My interest in secure firmware began after adopting Qubes a few years ago. Only after discovering alternatives like Coreboot and Heads did I grasp how insecure conventional firmware really is. I still remember the Gigabyte motherboard firmware backdoor (Wired covered it here), which was the final call that showed me vendors don’t prioritize security.

One better alternative is Coreboot. It’s a (mostly) open-source firmware built on the philosophy of only doing the minimum, then handing of the rest: initialize hardware, transfer control a to payload, and keep resident services minimal. It shrinks the pre-OS attack surface and allows public review. Modern platforms still require some closed-source vendor binaries for hardware initialization (which is why it cant be 100% fully open source), but the improvement over proprietary UEFI is substantial. Notably, Google’s Chrome OS devices (known for their strong security) ship with Coreboot. You can also buy Coreboot-preinstalled hardware from Novacustom, Protectli, System76, Nitrokey and others.

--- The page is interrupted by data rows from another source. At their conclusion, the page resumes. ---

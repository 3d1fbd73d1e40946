//! Error types for grammar construction, table generation, and parsing.

use subcc_util::Loc;
use thiserror::Error;

/// A defect in the grammar definition itself.
///
/// These can only arise while assembling or validating a grammar; the
/// fixed subC grammar never produces one.
#[derive(Clone, Debug, PartialEq, Eq, Error)]
pub enum GrammarError {
    /// A right-hand side mentions a symbol that is neither a declared
    /// terminal nor the left-hand side of any production.
    #[error("grammar error: undeclared symbol '{symbol}' in a production for '{lhs}'")]
    UndeclaredSymbol {
        /// Left-hand side of the offending production.
        lhs: String,
        /// The unknown symbol.
        symbol: String,
    },

    /// A precedence entry names a symbol that is not a declared terminal.
    #[error("grammar error: precedence declared for unknown terminal '{0}'")]
    UnknownPrecTerminal(String),

    /// A nonterminal no derivation from the start symbol can reach.
    #[error("grammar error: nonterminal '{0}' is unreachable from the start symbol")]
    Unreachable(String),

    /// A nonterminal that derives no terminal string.
    #[error("grammar error: nonterminal '{0}' derives no terminal string")]
    Unproductive(String),
}

/// A conflict that survived precedence resolution during table
/// construction. Fatal: the tables cannot be materialized.
#[derive(Clone, Debug, PartialEq, Eq, Error)]
pub enum TableError {
    /// A shift/reduce conflict where neither the terminal nor the
    /// production has a precedence, and the terminal is not `ELSE`.
    #[error("table error: unresolved shift/reduce conflict in state {state} on terminal {terminal}")]
    UnresolvedShiftReduce {
        /// Automaton state index.
        state: u32,
        /// Terminal name.
        terminal: String,
    },

    /// Two distinct reductions proposed for the same lookahead.
    #[error("table error: reduce/reduce conflict in state {state} on lookahead {lookahead}")]
    ReduceReduce {
        /// Automaton state index.
        state: u32,
        /// Lookahead terminal name.
        lookahead: String,
    },
}

/// A failure while driving the tables over a token stream.
#[derive(Clone, Debug, PartialEq, Eq, Error)]
pub enum ParseError {
    /// The ACTION entry for the current state and lookahead is absent.
    #[error("SyntaxError: expected {expected} before '{lexeme}' at {loc}")]
    Syntax {
        /// Comma-joined, sorted names of the terminals the state accepts,
        /// or `end of input` if it accepts none.
        expected: String,
        /// Lexeme of the offending token.
        lexeme: String,
        /// Location of the offending token.
        loc: Loc,
    },

    /// GOTO was consulted for a pair it does not define. Indicates a
    /// table-construction bug, not bad input.
    #[error("internal parser error: missing goto for symbol {symbol}")]
    MissingGoto {
        /// The nonterminal that had no GOTO entry.
        symbol: String,
    },

    /// The token stream ran out without the `$` sentinel.
    #[error("internal parser error: token stream ended without the '$' sentinel")]
    MissingSentinel,
}

#[cfg(test)]
mod tests {
    use super::*;

    #[test]
    fn test_syntax_error_format() {
        let err = ParseError::Syntax {
            expected: "';', RELOP".to_string(),
            lexeme: "}".to_string(),
            loc: Loc::new(1, 21),
        };
        assert_eq!(
            err.to_string(),
            "SyntaxError: expected ';', RELOP before '}' at line 1, column 21"
        );
    }

    #[test]
    fn test_missing_goto_format() {
        let err = ParseError::MissingGoto {
            symbol: "stmt".to_string(),
        };
        assert_eq!(
            err.to_string(),
            "internal parser error: missing goto for symbol stmt"
        );
    }
}
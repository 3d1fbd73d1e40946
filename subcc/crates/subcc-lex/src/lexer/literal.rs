//! Character and string literal lexing.
//!
//! Lexemes keep the original source text, quotes and escapes included;
//! no unescaping happens here because the parser never interprets
//! literal values.

use crate::error::LexError;
use crate::token::{Token, TokenKind};
use crate::Lexer;

impl<'a> Lexer<'a> {
    /// Lexes a character literal: one character or one backslash escape
    /// between single quotes.
    pub(super) fn lex_char(&mut self) -> Result<Token, LexError> {
        let start = self.token_loc;
        self.cursor.advance(); // opening quote

        match self.cursor.current_char() {
            '\0' if self.cursor.is_at_end() => return Err(LexError::UnterminatedChar(start)),
            '\n' => return Err(LexError::NewlineInChar(start)),
            '\\' => {
                self.cursor.advance();
                if self.cursor.is_at_end() {
                    return Err(LexError::UnterminatedCharEscape(start));
                }
                self.cursor.advance();
            }
            _ => self.cursor.advance(),
        }

        if !self.cursor.match_char('\'') {
            return Err(LexError::InvalidChar(start));
        }
        Ok(self.finish(TokenKind::CharConst))
    }

    /// Lexes a string literal with backslash escapes.
    pub(super) fn lex_string(&mut self) -> Result<Token, LexError> {
        let start = self.token_loc;
        self.cursor.advance(); // opening quote

        loop {
            match self.cursor.current_char() {
                '\0' if self.cursor.is_at_end() => {
                    return Err(LexError::UnterminatedString(start))
                }
                '\n' => return Err(LexError::NewlineInString(start)),
                '\\' => {
                    self.cursor.advance();
                    if self.cursor.is_at_end() {
                        return Err(LexError::UnterminatedStringEscape(start));
                    }
                    self.cursor.advance();
                }
                '"' => {
                    self.cursor.advance();
                    return Ok(self.finish(TokenKind::StringLit));
                }
                _ => self.cursor.advance(),
            }
        }
    }
}
//! Lexer error types.

use subcc_util::Loc;
use thiserror::Error;

/// A fatal lexical error.
///
/// Every variant carries the location of the offending construct and
/// renders as a single diagnostic line naming the condition.
#[derive(Clone, Debug, PartialEq, Eq, Error)]
pub enum LexError {
    /// A `/* … */` comment was still open at end of input.
    #[error("LexerError: Unterminated block comment at {0}")]
    UnterminatedComment(Loc),

    /// A `*/` appeared with no open comment.
    #[error("LexerError: Unmatched '*/' outside of a comment at {0}")]
    UnmatchedCommentClose(Loc),

    /// A character literal was still open at end of input.
    #[error("LexerError: Unterminated character literal at {0}")]
    UnterminatedChar(Loc),

    /// A raw newline inside a character literal.
    #[error("LexerError: Newline in character literal at {0}")]
    NewlineInChar(Loc),

    /// A character literal with more than one character, or a missing
    /// closing quote.
    #[error("LexerError: Invalid character literal at {0}")]
    InvalidChar(Loc),

    /// Input ended after a backslash inside a character literal.
    #[error("LexerError: Unterminated escape in character literal at {0}")]
    UnterminatedCharEscape(Loc),

    /// A string literal was still open at end of input.
    #[error("LexerError: Unterminated string literal at {0}")]
    UnterminatedString(Loc),

    /// A raw newline inside a string literal.
    #[error("LexerError: Newline in string literal at {0}")]
    NewlineInString(Loc),

    /// Input ended after a backslash inside a string literal.
    #[error("LexerError: Unterminated escape in string literal at {0}")]
    UnterminatedStringEscape(Loc),

    /// A character outside the subC alphabet.
    #[error("LexerError: Unexpected character '{ch}' at {loc}")]
    UnexpectedCharacter {
        /// The offending character.
        ch: char,
        /// Where it occurred.
        loc: Loc,
    },
}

Heads is a Coreboot distribution that uses Linux as a payload for advanced security. It makes measured boot and user-controlled verification central: a minimal Linux environment in ROM measures boot components into a TPM, provides tamper evidence, and supprts sealing disk unlock keys to expected masurements. Additionally, OTP/TOTP verification counters evil-maid physical attacks.

I run both Heads and Coreboot on my devices. Heads is not for everyone, unlike Coreboot, which suits most users with minimal friction compared to standard UEFI. My biggest friction point with Heads is the sparse documentation, which made debugging and fixing things hard for me in the past.